» **ASSIGNED TASK**: Among the entries below, take the line with "pub use medline::MedlineDialect;" and the line with "pub trait Dialect: Send", and output them and every line between them exactly, with nothing else.

---*---

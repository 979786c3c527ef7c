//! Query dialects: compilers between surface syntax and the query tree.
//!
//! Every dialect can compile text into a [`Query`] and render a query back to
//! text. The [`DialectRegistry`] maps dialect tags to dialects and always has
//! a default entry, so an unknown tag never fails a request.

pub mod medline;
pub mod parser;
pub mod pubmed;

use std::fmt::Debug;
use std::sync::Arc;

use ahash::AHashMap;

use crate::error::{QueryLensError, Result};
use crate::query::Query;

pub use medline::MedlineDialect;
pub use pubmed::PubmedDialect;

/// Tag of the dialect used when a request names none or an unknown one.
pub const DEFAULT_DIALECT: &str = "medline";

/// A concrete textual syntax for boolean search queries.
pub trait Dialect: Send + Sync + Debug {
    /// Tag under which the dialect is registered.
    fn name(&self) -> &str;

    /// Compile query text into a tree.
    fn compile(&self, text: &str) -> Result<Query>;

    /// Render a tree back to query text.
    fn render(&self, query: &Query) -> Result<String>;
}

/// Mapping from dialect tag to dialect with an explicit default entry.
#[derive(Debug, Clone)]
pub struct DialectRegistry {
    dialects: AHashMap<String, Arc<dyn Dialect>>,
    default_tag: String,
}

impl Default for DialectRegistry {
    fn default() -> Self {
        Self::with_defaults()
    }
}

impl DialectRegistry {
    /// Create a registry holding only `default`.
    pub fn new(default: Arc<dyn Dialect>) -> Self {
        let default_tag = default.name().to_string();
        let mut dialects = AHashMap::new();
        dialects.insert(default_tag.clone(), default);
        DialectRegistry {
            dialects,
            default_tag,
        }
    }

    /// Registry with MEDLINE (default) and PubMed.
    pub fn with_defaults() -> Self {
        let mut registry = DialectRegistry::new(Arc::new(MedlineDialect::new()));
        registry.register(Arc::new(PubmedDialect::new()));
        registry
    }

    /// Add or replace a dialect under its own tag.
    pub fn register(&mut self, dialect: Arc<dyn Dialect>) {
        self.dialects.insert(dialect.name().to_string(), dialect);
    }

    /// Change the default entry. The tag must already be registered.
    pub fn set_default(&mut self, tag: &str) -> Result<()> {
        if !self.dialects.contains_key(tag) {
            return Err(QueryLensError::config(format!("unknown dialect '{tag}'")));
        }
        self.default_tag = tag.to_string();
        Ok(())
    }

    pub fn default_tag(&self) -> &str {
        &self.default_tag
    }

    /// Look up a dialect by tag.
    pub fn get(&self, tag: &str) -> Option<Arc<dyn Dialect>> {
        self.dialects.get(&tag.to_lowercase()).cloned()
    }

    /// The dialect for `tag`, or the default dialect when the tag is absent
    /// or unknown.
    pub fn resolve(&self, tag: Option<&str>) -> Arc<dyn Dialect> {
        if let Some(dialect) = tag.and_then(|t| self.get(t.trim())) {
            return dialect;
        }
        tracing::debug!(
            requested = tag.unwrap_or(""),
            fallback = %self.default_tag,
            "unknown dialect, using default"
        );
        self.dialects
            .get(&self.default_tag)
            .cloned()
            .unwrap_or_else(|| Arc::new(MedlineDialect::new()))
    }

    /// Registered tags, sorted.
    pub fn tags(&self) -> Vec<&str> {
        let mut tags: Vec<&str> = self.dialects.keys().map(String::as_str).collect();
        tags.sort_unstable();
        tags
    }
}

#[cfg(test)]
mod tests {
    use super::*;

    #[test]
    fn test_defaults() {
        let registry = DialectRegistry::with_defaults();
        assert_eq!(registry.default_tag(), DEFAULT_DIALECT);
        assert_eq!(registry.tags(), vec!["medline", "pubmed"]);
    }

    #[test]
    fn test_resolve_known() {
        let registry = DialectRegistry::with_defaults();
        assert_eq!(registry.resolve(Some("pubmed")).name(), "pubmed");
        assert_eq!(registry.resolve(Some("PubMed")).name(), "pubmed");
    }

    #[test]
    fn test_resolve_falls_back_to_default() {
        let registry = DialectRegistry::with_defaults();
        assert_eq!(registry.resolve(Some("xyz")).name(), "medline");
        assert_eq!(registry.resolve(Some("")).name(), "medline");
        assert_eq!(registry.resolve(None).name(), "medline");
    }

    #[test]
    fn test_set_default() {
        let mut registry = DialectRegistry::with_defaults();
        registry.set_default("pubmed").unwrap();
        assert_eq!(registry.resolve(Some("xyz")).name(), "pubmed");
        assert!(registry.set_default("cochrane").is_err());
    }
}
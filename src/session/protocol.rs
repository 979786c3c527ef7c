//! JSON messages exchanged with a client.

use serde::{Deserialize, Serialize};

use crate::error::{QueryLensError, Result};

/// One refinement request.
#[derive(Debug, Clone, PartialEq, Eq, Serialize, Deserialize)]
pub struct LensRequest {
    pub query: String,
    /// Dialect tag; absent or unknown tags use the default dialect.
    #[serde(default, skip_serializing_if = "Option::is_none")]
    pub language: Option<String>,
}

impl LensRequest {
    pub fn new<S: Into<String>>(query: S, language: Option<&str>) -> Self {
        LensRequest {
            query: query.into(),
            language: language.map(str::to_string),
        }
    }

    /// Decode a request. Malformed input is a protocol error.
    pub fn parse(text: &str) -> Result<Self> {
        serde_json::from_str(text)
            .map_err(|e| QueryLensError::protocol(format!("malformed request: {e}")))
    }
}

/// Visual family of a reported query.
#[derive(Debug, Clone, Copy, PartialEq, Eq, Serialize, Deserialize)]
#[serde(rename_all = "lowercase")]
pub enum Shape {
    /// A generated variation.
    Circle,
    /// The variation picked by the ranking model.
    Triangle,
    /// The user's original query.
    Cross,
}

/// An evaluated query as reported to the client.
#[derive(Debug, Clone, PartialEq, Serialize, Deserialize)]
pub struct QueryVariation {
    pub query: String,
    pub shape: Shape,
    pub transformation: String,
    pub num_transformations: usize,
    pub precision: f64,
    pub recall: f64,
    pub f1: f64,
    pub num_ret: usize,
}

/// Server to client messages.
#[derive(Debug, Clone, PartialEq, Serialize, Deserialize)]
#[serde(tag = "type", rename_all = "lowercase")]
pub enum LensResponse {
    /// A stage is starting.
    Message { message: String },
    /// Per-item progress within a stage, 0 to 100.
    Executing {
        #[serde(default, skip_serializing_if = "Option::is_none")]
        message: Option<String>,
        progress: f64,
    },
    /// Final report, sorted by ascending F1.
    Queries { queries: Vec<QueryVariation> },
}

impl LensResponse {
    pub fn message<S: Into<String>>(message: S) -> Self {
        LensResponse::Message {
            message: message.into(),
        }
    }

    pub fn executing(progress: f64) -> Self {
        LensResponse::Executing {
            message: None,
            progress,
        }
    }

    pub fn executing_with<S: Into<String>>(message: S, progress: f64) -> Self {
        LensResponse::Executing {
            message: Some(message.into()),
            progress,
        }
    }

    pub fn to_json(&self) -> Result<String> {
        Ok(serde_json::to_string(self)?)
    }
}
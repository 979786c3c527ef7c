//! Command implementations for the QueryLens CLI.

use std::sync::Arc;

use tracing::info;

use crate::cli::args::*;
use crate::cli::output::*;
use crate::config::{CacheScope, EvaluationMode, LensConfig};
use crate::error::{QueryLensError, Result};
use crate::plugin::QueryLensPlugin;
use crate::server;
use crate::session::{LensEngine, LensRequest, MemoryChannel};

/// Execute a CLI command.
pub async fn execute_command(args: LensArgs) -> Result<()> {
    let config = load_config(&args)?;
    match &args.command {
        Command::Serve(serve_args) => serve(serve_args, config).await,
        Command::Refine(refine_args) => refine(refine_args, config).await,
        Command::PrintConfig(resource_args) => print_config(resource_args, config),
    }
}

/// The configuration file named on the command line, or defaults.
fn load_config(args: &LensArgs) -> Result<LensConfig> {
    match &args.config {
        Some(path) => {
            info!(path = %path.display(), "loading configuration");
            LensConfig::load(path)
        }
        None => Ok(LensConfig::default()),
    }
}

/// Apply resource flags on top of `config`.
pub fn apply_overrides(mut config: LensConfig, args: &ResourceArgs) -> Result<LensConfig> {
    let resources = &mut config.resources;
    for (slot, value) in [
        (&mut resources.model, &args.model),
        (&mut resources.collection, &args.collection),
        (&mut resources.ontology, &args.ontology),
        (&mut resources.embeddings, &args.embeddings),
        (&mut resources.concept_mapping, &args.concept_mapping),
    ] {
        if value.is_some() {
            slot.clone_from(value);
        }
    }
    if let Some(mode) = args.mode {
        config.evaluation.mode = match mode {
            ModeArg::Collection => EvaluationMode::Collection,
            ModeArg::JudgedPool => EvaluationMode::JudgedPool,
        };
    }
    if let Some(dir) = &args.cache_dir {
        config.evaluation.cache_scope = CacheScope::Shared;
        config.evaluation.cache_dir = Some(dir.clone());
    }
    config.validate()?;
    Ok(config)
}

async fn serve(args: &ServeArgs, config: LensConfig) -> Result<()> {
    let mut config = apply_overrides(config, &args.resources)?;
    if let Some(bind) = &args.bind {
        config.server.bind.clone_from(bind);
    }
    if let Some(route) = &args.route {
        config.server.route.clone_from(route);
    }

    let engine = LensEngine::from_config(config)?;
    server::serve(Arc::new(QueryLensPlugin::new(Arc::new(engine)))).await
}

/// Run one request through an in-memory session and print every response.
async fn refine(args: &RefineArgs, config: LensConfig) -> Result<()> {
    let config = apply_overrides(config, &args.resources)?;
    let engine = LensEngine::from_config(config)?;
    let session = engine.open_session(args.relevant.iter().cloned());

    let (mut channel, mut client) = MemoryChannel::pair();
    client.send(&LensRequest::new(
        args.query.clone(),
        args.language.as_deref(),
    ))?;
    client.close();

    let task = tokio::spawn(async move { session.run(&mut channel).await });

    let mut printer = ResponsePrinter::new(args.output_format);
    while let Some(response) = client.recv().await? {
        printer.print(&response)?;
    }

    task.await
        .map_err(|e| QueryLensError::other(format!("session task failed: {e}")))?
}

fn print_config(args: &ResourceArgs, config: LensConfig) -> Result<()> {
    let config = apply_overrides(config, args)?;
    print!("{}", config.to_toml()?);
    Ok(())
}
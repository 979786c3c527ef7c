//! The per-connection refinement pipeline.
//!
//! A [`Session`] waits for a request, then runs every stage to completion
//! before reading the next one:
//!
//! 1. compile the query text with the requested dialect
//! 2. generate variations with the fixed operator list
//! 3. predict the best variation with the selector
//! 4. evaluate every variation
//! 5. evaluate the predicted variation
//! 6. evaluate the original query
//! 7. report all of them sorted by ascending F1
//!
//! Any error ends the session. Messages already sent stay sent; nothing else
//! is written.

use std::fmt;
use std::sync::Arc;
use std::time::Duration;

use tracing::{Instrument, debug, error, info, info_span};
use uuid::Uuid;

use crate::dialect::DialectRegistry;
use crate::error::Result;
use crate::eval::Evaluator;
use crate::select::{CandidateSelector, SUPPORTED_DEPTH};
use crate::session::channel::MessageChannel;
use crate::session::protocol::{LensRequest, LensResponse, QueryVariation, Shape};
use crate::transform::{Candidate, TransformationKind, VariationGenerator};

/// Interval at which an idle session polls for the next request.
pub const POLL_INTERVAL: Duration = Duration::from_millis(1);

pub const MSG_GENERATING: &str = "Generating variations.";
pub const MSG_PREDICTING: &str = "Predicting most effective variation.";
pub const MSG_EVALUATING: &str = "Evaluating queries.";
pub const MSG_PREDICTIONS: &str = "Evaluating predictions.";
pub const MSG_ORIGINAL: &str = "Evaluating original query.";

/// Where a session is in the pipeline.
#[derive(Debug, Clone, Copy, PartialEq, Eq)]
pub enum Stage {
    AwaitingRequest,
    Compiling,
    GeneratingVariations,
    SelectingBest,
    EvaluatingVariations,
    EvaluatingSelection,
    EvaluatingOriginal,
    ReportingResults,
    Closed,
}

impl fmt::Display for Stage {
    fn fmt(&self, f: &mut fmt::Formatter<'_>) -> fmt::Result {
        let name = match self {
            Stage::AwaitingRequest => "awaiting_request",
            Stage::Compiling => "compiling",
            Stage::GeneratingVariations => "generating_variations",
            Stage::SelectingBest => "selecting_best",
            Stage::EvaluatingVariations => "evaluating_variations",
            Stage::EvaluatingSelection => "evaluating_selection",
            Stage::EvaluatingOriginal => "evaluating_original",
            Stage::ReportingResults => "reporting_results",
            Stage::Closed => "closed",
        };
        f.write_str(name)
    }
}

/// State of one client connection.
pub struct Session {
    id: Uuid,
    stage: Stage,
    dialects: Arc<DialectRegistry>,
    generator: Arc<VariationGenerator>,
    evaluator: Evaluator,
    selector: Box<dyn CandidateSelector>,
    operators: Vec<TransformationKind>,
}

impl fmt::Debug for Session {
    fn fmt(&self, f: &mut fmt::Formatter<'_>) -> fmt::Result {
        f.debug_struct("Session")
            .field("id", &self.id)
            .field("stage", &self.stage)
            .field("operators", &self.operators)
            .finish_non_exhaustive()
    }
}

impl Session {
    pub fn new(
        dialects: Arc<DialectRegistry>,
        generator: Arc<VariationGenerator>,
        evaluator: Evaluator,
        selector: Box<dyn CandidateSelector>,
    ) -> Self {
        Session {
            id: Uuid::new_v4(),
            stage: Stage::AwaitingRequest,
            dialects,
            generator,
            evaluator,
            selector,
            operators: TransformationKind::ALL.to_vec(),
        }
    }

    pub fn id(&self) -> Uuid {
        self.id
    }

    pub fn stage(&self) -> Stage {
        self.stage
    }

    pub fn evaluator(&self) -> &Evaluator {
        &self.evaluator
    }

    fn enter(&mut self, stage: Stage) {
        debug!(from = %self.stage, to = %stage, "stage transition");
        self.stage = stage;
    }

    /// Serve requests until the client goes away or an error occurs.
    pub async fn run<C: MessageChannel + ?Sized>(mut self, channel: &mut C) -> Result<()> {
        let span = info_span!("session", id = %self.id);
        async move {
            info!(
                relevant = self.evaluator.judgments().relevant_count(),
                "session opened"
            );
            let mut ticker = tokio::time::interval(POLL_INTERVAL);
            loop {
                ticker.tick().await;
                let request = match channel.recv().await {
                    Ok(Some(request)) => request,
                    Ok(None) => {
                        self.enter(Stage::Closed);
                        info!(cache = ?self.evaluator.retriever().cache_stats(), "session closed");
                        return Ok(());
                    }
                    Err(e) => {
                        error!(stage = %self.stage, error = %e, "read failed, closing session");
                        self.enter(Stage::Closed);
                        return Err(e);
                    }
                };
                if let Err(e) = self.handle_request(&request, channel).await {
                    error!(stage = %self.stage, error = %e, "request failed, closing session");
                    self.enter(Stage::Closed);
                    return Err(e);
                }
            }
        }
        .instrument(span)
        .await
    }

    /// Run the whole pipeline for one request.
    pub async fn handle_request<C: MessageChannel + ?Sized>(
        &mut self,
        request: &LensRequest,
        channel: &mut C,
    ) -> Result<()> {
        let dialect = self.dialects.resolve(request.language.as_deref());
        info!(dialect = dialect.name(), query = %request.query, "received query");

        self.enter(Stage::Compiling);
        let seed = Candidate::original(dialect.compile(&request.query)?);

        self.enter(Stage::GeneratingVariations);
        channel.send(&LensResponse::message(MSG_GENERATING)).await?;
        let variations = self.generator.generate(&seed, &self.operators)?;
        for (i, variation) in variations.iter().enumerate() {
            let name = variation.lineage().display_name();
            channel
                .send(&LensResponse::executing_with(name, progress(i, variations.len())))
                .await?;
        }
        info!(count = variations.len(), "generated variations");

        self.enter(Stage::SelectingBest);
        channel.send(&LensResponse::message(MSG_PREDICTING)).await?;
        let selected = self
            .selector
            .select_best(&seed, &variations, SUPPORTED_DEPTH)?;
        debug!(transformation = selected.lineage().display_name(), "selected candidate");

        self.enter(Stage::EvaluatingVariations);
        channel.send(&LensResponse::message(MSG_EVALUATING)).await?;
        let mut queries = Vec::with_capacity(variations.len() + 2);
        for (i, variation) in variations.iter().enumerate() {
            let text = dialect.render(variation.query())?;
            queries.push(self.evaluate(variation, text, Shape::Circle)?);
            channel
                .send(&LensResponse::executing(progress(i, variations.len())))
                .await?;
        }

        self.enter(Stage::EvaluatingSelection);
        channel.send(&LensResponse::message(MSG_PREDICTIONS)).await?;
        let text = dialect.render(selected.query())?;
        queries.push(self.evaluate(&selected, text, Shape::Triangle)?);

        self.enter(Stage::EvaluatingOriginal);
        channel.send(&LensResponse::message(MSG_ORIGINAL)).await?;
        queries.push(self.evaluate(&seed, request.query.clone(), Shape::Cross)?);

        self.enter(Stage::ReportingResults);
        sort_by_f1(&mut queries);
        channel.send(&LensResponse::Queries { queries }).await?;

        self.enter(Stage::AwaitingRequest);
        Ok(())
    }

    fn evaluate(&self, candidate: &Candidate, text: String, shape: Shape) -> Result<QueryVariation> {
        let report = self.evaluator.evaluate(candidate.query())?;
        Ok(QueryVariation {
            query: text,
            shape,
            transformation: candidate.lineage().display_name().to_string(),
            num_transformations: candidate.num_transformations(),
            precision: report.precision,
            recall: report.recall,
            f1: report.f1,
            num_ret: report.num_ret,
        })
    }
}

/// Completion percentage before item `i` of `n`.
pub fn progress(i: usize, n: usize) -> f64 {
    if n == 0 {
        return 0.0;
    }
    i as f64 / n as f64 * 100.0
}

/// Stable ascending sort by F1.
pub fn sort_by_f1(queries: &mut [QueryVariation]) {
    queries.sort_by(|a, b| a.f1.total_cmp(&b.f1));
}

---*---

» **EXERCISE RESPONSE**:
pub use medline::MedlineDialect;
pub use pubmed::PubmedDialect;

/// Tag of the dialect used when a request names none or an unknown one.
pub const DEFAULT_DIALECT: &str = "medline";

/// A concrete textual syntax for boolean search queries.
pub trait Dialect: Send + Sync + Debug {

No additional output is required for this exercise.